There’s no particular reason to keep that many twice-daily snapshots – we do it because we can, and because the overhead remains acceptable. We’ve also duplicated all our machines so that all data is stored again off-site, and the snapshots are duplicated too.
Even with all these snapshots we can still run into trouble if someone creates a new file and loses it between snapshots, but this is true of any backup regime unless you keep a continuous backup. However, before getting into that, let’s talk about more conventional backup regimes.
The A to B of open-source backup
Over the years the two mainstays of open-source backup have been A, for Amanda, and B, for Bacula. We ran Amanda on all our systems for ten years before we replaced it with duplication and snapshots, and we considered running Bacula several times, but never quite made it.
Amanda is a server-side backup system designed to back up multiple computers to multiple storage devices. It offers various forms of encryption, and its great strength is the way in which it schedules backups among its collection of clients.
Most backup systems start off by taking a complete copy of the data to be backed up. This is known as a full, or level-zero, backup. When the next backup time arrives the system will back up only those resources that have been changed since the previous backup.
Such partial, or incremental, backups may be structured into various levels: if your first full backup, level zero, is taken on Monday, then on Tuesday you take a level one backup of all the files that have changed since Monday; on Wednesday, you have a choice of taking a level two backup – just those files that have changed since Tuesday – or another level one backup of all files that have changed since Monday, including those backed up on Tuesday.
On Thursday you could either take a level three backup of just those files changed since Wednesday, a level two backup of files changed since Tuesday or another level one backup.
You make these choices to control the cost of the backup in terms of time and disk space consumed.

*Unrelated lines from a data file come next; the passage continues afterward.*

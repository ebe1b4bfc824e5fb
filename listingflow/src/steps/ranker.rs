//! Final ordering and truncation.

use async_trait::async_trait;
use serde::{Deserialize, Serialize};
use serde_json::{json, Value};
use std::collections::BTreeMap;

use super::{Step, StepDescriptor, StepOutput};
use crate::context::StepContext;
use crate::core::{fields, Record, Shape, StepKind, StepStamp};
use crate::errors::Result;

fn default_top_n() -> usize {
    100
}

/// Layered configuration of [`RankerStep`].
#[derive(Debug, Clone, PartialEq, Serialize, Deserialize)]
pub struct RankerConfig {
    /// Weight per derived field.
    #[serde(default)]
    pub weights: BTreeMap<String, f64>,
    /// Records kept.
    #[serde(default = "default_top_n")]
    pub top_n: usize,
}

impl Default for RankerConfig {
    fn default() -> Self {
        Self {
            weights: BTreeMap::new(),
            top_n: default_top_n(),
        }
    }
}

fn numeric(value: Option<&Value>) -> f64 {
    match value {
        Some(Value::Number(n)) => n.as_f64().unwrap_or(0.0),
        Some(Value::Bool(true)) => 1.0,
        _ => 0.0,
    }
}

impl RankerConfig {
    /// Weighted sum over the record's derived fields.
    #[must_use]
    pub fn composite_score(&self, record: &Record) -> f64 {
        self.weights
            .iter()
            .map(|(key, weight)| weight * numeric(record.derived(key)))
            .sum()
    }
}

/// Orders active records by composite score and keeps the top N.
///
/// The sort is stable: equal scores keep discovery order. Only active
/// records are emitted, each carrying its score and 1-based rank.
#[derive(Debug, Clone)]
pub struct RankerStep {
    descriptor: StepDescriptor,
    config: RankerConfig,
}

impl RankerStep {
    /// Registry identifier.
    pub const ID: &'static str = "ranker";

    /// Creates the step.
    #[must_use]
    pub fn new(config: RankerConfig) -> Self {
        Self {
            descriptor: StepDescriptor::new(Self::ID, StepKind::Ranker)
                .providing(Shape::of(&[fields::COMPOSITE_SCORE, fields::RANK])),
            config,
        }
    }

    /// Ranks `input`.
    pub fn rank(&self, input: &[Record], stamp: &StepStamp) -> Result<Vec<Record>> {
        let mut scored: Vec<(f64, Record)> = input
            .iter()
            .filter(|r| r.is_active())
            .map(|r| (self.config.composite_score(r), r.clone()))
            .collect();
        scored.sort_by(|(a, ra), (b, rb)| {
            b.total_cmp(a)
                .then_with(|| ra.discovery_index().cmp(&rb.discovery_index()))
        });
        scored.truncate(self.config.top_n);

        scored
            .into_iter()
            .enumerate()
            .map(|(i, (score, mut record))| -> Result<Record> {
                record.derive(fields::COMPOSITE_SCORE, json!(score), stamp)?;
                record.derive(fields::RANK, json!(i + 1), stamp)?;
                Ok(record)
            })
            .collect()
    }
}

#[async_trait]
impl Step for RankerStep {
    fn descriptor(&self) -> &StepDescriptor {
        &self.descriptor
    }

    async fn execute(&self, input: &[Record], ctx: &StepContext<'_>) -> Result<StepOutput> {
        Ok(StepOutput::new(self.rank(input, &ctx.stamp())?))
    }
}

#[cfg(test)]
mod tests {
    use super::*;
    use pretty_assertions::assert_eq;

    fn scored(index: usize, suspicion: f64) -> Record {
        let stamp = StepStamp::new("suspicion", 11);
        let mut record = Record::discovered("aspirin", "serp", &format!("https://s{index}.ch/p"), index);
        record.derive("suspicion_score", json!(suspicion), &stamp).unwrap();
        record
    }

    fn ranker(top_n: usize) -> RankerStep {
        RankerStep::new(RankerConfig {
            weights: BTreeMap::from([("suspicion_score".to_string(), 1.0)]),
            top_n,
        })
    }

    #[test]
    fn test_ties_keep_discovery_order() {
        let input = vec![scored(0, 0.5), scored(1, 0.9), scored(2, 0.5), scored(3, 0.5)];
        let out = ranker(3).rank(&input, &StepStamp::new("ranker", 12)).unwrap();

        let order: Vec<usize> = out.iter().map(Record::discovery_index).collect();
        assert_eq!(order, vec![1, 0, 2]);
        let ranks: Vec<&Value> = out.iter().filter_map(|r| r.derived(fields::RANK)).collect();
        assert_eq!(ranks, vec![&json!(1), &json!(2), &json!(3)]);
    }

    #[test]
    fn test_inactive_records_are_dropped() {
        let mut input = vec![scored(0, 0.9), scored(1, 0.1)];
        input[0].exclude(&StepStamp::new("country_filter", 4), "blacklist");
        let out = ranker(10).rank(&input, &StepStamp::new("ranker", 12)).unwrap();
        assert_eq!(out.len(), 1);
        assert_eq!(out[0].discovery_index(), 1);
    }

    #[test]
    fn test_numeric_conversion() {
        let stamp = StepStamp::new("blocked_content", 7);
        let mut record = Record::discovered("aspirin", "serp", "https://a.ch/p", 0);
        record.derive("flag", json!(true), &stamp).unwrap();
        record.derive("label", json!("x"), &stamp).unwrap();
        let config = RankerConfig {
            weights: BTreeMap::from([
                ("flag".to_string(), 2.0),
                ("label".to_string(), 5.0),
                ("missing".to_string(), 3.0),
            ]),
            top_n: 1,
        };
        assert!((config.composite_score(&record) - 2.0).abs() < f64::EPSILON);
    }

    #[test]
    fn test_ranking_is_reproducible() {
        let input: Vec<Record> = (0..20).map(|i| scored(i, f64::from(u32::try_from(i % 4).unwrap()))).collect();
        let stamp = StepStamp::new("ranker", 12);
        let a = serde_json::to_vec(&ranker(5).rank(&input, &stamp).unwrap()).unwrap();
        let b = serde_json::to_vec(&ranker(5).rank(&input, &stamp).unwrap()).unwrap();
        assert_eq!(a, b);
    }
}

In principle, you want as many level zero backups as possible, since they have everything in them and therefore recovery will be easy, but such backups will be large.
If you take more incremental backups with higher levels they should be smaller and faster, but to restore data you may well have to search through multiple backups.
Once you’ve set up these different levels of backup, a problem arises over backing up a collection of machines automatically to a collection of stores of fixed size (which might have been tapes in the past, but are nowadays more likely to be something like a partition containing a tenth of a large hard disk).
Inventing an optimal schedule for a whole collection of machines in which these different levels are mixed up is very hard, and Amanda’s party piece was to take that responsibility away from the operator who sets up the backup software.
Instead, the Amanda scheduler asks each machine how big its backup would be for a full level zero backup, and for each level of possible incremental backup. It then arbitrates between all the machines and the available backup store sizes, schedules the backups and stores them.
All of this works automatically – the only subtlety being some adjustment to the initial setup if all the full, level zero backups won’t fit on the chosen backup media (if you have this problem, don’t try to back up everything on the first day; back up some machines and then add more on subsequent days).